:: WHAT TO PRODUCE ::
Identical copies of all the records below are needed.

(Saved data entries)

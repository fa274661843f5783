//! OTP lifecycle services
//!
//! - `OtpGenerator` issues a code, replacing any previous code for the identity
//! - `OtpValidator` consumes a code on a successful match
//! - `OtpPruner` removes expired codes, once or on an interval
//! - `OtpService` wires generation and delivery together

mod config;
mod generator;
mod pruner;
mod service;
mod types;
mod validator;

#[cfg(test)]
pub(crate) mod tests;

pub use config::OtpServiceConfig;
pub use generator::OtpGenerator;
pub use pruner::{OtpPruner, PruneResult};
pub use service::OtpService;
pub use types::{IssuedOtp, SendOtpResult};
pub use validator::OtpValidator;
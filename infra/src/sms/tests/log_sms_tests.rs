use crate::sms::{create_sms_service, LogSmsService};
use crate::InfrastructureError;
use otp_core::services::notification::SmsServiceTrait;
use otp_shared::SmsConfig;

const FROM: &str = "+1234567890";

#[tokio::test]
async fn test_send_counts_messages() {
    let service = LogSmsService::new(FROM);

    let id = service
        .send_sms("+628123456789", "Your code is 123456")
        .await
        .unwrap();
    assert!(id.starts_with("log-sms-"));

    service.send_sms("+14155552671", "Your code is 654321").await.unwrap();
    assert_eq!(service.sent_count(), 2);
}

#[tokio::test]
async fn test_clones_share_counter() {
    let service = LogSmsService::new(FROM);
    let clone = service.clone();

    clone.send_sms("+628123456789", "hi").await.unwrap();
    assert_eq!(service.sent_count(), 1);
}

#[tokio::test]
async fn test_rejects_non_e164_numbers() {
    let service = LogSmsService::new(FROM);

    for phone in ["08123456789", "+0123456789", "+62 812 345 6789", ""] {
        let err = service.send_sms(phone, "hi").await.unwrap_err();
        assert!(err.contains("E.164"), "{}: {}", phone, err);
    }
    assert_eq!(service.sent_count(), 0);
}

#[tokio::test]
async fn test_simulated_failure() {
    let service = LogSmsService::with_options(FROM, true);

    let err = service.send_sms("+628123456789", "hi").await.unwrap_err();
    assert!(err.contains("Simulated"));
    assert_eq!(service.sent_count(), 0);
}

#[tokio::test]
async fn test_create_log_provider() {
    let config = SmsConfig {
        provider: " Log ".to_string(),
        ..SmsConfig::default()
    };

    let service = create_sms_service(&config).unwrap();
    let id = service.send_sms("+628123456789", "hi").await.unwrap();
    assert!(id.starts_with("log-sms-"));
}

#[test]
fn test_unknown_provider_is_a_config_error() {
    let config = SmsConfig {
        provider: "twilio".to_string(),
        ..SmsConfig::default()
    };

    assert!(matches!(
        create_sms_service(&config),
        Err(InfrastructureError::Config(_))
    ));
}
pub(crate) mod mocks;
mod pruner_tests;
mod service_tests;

:: TASK ANSWER ::
repository fa274661843f5783
//! OTP lifecycle services
//!
//! - `OtpGenerator` issues a code, replacing any previous code for the identity
//! - `OtpValidator` consumes a code on a successful match
//! - `OtpPruner` removes expired codes, once or on an interval
//! - `OtpService` wires generation and delivery together

mod config;
mod generator;
mod pruner;
mod service;
mod types;
mod validator;

#[cfg(test)]
pub(crate) mod tests;

pub use config::OtpServiceConfig;
pub use generator::OtpGenerator;
pub use pruner::{OtpPruner, PruneResult};
pub use service::OtpService;
pub use types::{IssuedOtp, SendOtpResult};
pub use validator::OtpValidator;
filename infra/src/sms/tests/log_sms_tests.rs
use crate::sms::{create_sms_service, LogSmsService};
use crate::InfrastructureError;
use otp_core::services::notification::SmsServiceTrait;
use otp_shared::SmsConfig;

const FROM: &str = "+1234567890";

#[tokio::test]
async fn test_send_counts_messages() {
    let service = LogSmsService::new(FROM);

    let id = service
        .send_sms("+628123456789", "Your code is 123456")
        .await
        .unwrap();
    assert!(id.starts_with("log-sms-"));

    service.send_sms("+14155552671", "Your code is 654321").await.unwrap();
    assert_eq!(service.sent_count(), 2);
}

#[tokio::test]
async fn test_clones_share_counter() {
    let service = LogSmsService::new(FROM);
    let clone = service.clone();

    clone.send_sms("+628123456789", "hi").await.unwrap();
    assert_eq!(service.sent_count(), 1);
}

#[tokio::test]
async fn test_rejects_non_e164_numbers() {
    let service = LogSmsService::new(FROM);

    for phone in ["08123456789", "+0123456789", "+62 812 345 6789", ""] {
        let err = service.send_sms(phone, "hi").await.unwrap_err();
        assert!(err.contains("E.164"), "{}: {}", phone, err);
    }
    assert_eq!(service.sent_count(), 0);
}

#[tokio::test]
async fn test_simulated_failure() {
    let service = LogSmsService::with_options(FROM, true);

    let err = service.send_sms("+628123456789", "hi").await.unwrap_err();
    assert!(err.contains("Simulated"));
    assert_eq!(service.sent_count(), 0);
}

#[tokio::test]
async fn test_create_log_provider() {
    let config = SmsConfig {
        provider: " Log ".to_string(),
        ..SmsConfig::default()
    };

    let service = create_sms_service(&config).unwrap();
    let id = service.send_sms("+628123456789", "hi").await.unwrap();
    assert!(id.starts_with("log-sms-"));
}

#[test]
fn test_unknown_provider_is_a_config_error() {
    let config = SmsConfig {
        provider: "twilio".to_string(),
        ..SmsConfig::default()
    };

    assert!(matches!(
        create_sms_service(&config),
        Err(InfrastructureError::Config(_))
    ));
}
pub(crate) mod mocks;
mod pruner_tests;
mod service_tests;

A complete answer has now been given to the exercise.